*Problem*
Produce as output only the lines below starting at the line with "assert!(AccessFilter::from_config(&config).is_err());" and continuing through the line with "use thiserror::Error;", each one exactly as written.

(Saved data entries)

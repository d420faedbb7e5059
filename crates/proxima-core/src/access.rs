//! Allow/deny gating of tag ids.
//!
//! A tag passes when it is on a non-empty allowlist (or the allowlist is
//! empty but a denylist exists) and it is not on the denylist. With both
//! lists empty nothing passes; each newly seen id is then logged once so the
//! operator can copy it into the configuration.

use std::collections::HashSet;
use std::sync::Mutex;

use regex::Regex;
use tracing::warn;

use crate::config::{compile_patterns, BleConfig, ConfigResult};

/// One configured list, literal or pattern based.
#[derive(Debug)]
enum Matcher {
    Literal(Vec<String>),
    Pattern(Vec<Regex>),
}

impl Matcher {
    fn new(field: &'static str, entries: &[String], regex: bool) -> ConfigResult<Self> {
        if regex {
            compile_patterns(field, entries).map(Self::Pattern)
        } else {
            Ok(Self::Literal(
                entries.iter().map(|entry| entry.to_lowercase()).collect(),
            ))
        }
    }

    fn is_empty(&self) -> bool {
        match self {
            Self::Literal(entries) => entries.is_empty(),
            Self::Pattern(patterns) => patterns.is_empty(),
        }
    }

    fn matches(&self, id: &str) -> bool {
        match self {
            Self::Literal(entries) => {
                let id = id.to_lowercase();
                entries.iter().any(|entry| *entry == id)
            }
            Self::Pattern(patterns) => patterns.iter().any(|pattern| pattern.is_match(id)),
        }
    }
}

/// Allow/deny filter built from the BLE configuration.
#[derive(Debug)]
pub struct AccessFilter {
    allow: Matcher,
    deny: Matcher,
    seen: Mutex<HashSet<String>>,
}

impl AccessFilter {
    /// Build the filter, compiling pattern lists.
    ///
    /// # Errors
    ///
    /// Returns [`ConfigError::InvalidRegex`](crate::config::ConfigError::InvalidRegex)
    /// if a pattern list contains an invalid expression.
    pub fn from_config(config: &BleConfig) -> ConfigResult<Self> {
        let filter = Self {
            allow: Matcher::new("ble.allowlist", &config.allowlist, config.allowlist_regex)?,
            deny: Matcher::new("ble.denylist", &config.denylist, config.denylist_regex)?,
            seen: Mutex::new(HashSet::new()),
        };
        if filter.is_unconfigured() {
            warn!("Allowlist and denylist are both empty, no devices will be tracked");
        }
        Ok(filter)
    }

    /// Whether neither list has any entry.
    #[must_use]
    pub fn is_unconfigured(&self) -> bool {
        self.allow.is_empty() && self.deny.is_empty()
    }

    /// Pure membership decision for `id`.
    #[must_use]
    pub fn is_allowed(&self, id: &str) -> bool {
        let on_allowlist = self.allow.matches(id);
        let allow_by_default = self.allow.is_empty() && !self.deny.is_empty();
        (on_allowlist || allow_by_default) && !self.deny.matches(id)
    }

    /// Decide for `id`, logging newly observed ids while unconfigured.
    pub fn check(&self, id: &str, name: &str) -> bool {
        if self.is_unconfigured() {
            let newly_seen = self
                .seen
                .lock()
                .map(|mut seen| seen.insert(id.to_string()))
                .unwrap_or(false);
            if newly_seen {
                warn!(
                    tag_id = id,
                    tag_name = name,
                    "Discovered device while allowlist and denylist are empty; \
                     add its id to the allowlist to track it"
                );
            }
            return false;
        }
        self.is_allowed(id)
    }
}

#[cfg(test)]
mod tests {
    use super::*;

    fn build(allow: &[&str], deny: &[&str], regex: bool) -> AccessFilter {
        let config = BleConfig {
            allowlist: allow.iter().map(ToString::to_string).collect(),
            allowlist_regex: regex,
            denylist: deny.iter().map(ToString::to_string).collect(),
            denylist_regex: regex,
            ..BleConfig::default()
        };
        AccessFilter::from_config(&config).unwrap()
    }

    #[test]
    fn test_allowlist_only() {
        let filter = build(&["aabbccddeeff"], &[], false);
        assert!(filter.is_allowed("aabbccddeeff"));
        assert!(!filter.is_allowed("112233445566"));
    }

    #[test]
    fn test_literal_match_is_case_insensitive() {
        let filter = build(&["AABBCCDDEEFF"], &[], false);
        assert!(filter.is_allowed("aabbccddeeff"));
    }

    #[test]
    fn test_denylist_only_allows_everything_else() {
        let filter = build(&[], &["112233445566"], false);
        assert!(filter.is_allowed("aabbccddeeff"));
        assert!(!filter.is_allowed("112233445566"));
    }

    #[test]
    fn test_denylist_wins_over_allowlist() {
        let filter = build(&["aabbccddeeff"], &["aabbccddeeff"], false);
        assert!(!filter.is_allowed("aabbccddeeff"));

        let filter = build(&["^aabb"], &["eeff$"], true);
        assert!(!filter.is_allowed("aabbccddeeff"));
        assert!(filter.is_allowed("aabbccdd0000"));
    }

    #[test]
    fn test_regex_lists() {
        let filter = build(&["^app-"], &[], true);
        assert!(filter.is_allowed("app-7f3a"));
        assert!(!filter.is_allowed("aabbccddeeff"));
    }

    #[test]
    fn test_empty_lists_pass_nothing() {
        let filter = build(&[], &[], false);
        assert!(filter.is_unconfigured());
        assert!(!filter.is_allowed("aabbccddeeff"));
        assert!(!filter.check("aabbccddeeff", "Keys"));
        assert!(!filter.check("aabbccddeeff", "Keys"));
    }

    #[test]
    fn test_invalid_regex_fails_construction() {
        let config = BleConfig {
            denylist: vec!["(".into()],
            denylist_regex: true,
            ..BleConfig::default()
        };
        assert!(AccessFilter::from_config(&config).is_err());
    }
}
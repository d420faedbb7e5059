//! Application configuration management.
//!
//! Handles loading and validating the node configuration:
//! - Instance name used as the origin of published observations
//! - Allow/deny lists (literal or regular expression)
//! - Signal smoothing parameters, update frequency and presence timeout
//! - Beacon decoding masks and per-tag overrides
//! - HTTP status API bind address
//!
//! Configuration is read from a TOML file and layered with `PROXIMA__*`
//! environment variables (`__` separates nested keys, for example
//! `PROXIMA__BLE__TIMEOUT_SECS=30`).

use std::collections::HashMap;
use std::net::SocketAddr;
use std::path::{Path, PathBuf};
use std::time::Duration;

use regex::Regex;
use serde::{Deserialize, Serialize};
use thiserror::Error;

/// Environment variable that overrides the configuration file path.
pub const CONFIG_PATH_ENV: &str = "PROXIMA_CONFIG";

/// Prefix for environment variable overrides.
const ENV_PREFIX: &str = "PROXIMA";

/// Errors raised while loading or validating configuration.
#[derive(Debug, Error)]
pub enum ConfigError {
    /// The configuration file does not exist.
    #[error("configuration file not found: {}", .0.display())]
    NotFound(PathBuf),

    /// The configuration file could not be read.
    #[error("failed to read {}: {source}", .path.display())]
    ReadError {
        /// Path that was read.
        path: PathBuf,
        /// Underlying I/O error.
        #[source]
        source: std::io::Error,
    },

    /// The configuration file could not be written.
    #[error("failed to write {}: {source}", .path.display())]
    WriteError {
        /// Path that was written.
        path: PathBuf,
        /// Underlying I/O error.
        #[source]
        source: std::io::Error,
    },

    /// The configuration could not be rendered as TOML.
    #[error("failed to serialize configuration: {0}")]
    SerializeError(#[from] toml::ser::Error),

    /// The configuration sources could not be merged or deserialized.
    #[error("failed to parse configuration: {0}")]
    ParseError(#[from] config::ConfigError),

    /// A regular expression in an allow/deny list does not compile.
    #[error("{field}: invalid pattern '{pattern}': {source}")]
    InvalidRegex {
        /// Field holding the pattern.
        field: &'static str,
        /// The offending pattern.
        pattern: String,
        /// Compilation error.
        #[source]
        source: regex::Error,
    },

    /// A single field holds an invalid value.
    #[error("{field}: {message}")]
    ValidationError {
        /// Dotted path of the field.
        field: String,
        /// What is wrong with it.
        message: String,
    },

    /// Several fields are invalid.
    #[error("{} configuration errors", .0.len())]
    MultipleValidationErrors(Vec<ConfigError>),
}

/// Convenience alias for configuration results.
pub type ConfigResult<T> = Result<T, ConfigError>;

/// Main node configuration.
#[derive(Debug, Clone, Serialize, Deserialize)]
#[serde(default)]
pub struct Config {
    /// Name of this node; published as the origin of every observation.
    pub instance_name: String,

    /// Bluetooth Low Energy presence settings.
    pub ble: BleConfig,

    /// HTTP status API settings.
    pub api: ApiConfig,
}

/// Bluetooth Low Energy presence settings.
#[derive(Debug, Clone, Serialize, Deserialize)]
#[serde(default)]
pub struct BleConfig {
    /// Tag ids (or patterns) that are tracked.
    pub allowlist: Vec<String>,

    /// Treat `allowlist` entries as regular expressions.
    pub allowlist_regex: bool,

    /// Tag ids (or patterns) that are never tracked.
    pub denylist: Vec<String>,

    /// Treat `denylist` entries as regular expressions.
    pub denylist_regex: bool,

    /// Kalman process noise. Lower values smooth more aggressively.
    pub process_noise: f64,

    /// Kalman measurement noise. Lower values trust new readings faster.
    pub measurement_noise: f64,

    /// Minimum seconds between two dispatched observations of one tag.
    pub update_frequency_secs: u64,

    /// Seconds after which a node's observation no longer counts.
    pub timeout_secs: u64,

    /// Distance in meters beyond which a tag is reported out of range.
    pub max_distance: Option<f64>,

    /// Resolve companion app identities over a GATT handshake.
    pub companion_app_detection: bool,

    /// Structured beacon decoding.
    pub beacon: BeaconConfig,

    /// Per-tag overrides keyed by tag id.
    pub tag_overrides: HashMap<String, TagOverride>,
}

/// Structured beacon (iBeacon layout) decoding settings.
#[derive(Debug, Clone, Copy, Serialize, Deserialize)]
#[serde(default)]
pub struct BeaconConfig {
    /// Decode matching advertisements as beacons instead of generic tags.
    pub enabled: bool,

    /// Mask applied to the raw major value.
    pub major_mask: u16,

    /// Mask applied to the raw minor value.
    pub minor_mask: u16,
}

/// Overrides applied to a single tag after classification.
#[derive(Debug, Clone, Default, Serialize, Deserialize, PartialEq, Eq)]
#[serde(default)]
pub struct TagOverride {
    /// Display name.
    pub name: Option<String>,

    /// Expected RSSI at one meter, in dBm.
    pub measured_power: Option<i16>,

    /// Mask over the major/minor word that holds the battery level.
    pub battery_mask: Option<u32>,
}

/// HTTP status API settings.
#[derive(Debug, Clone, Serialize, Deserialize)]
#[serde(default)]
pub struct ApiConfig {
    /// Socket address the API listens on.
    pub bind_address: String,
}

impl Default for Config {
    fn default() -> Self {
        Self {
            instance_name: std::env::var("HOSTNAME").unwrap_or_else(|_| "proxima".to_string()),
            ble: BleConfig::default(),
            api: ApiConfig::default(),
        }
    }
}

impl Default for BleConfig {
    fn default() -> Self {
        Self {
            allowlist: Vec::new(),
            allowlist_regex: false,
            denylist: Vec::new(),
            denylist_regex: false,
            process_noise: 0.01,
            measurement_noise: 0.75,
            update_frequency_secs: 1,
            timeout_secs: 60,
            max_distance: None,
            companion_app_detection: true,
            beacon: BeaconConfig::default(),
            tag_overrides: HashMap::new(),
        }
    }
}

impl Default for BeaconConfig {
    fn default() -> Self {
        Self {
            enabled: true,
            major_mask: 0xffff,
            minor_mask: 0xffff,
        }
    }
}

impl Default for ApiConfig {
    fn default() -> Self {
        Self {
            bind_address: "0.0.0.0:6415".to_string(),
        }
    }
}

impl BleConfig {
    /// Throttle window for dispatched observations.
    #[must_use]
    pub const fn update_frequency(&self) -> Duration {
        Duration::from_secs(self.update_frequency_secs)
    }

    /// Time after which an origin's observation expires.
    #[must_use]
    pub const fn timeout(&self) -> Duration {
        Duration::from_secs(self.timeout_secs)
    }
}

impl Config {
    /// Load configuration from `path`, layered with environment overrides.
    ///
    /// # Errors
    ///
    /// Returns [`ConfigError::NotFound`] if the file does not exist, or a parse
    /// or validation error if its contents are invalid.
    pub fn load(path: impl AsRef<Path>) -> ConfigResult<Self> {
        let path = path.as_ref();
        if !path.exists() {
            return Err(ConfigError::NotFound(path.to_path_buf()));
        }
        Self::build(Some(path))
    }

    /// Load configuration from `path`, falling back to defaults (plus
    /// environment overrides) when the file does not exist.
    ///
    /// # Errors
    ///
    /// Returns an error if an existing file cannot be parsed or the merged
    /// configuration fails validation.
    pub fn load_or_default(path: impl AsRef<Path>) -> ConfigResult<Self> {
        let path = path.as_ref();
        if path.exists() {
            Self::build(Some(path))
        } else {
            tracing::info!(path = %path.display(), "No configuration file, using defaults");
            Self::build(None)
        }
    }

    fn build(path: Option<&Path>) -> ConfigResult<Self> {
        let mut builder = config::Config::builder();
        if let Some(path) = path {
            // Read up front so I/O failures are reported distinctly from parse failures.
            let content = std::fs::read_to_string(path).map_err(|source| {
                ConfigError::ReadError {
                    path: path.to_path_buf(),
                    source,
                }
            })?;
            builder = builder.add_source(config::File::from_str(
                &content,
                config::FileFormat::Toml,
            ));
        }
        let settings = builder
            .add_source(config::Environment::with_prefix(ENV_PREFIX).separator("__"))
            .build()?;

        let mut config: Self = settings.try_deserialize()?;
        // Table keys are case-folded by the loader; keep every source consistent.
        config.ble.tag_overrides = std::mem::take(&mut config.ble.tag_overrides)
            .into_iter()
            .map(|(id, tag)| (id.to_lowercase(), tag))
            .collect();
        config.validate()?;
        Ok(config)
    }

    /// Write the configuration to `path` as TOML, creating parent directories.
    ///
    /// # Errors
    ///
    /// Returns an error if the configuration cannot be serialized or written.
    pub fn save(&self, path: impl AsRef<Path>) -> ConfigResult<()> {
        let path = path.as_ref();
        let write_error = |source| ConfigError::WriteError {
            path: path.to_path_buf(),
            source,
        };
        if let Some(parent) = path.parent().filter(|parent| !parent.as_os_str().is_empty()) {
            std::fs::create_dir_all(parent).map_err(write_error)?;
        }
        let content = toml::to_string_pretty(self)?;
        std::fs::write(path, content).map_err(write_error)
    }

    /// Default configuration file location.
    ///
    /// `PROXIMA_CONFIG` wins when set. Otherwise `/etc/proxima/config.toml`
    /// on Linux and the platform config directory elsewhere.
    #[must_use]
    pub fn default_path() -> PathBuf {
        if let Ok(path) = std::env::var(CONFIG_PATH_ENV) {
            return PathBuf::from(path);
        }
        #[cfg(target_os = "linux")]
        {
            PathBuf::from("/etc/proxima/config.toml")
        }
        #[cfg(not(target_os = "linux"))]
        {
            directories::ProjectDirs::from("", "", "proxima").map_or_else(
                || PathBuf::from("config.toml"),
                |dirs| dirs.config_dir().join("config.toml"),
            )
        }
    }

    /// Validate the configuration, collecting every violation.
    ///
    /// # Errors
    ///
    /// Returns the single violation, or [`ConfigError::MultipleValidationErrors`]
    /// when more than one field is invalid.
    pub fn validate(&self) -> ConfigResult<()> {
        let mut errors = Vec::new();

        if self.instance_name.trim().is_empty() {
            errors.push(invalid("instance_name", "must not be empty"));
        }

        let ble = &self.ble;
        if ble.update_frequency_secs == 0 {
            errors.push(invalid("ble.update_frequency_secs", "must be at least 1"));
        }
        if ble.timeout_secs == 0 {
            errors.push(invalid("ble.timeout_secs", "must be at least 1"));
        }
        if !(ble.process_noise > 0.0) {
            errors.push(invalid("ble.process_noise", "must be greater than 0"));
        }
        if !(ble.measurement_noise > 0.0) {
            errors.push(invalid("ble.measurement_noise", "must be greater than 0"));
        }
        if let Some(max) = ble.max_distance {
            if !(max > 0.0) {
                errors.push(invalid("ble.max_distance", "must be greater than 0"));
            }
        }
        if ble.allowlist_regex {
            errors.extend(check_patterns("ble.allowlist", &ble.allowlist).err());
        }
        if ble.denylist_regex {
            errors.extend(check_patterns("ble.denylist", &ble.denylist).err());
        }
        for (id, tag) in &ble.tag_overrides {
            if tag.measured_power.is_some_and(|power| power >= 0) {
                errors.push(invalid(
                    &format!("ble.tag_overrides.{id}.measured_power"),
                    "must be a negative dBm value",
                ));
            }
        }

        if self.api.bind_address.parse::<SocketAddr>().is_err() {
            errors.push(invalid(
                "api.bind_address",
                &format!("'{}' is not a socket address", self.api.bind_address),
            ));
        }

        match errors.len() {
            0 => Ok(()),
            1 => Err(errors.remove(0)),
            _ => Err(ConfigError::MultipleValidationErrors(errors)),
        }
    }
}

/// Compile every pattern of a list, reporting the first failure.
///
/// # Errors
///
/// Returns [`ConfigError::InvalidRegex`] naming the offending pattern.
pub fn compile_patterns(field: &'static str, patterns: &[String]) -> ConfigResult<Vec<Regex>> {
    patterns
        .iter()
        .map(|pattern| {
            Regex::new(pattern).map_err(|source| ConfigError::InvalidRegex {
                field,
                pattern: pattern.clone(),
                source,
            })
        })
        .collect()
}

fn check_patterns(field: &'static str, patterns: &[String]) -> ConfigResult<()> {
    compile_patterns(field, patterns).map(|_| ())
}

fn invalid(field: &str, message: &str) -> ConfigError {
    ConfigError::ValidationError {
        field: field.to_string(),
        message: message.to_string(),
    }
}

*Solution to this exercise*
        assert!(AccessFilter::from_config(&config).is_err());
    }
}
repository d420faedbb7e5059
//! Application configuration management.
//!
//! Handles loading and validating the node configuration:
//! - Instance name used as the origin of published observations
//! - Allow/deny lists (literal or regular expression)
//! - Signal smoothing parameters, update frequency and presence timeout
//! - Beacon decoding masks and per-tag overrides
//! - HTTP status API bind address
//!
//! Configuration is read from a TOML file and layered with `PROXIMA__*`
//! environment variables (`__` separates nested keys, for example
//! `PROXIMA__BLE__TIMEOUT_SECS=30`).

use std::collections::HashMap;
use std::net::SocketAddr;
use std::path::{Path, PathBuf};
use std::time::Duration;

use regex::Regex;
use serde::{Deserialize, Serialize};
use thiserror::Error;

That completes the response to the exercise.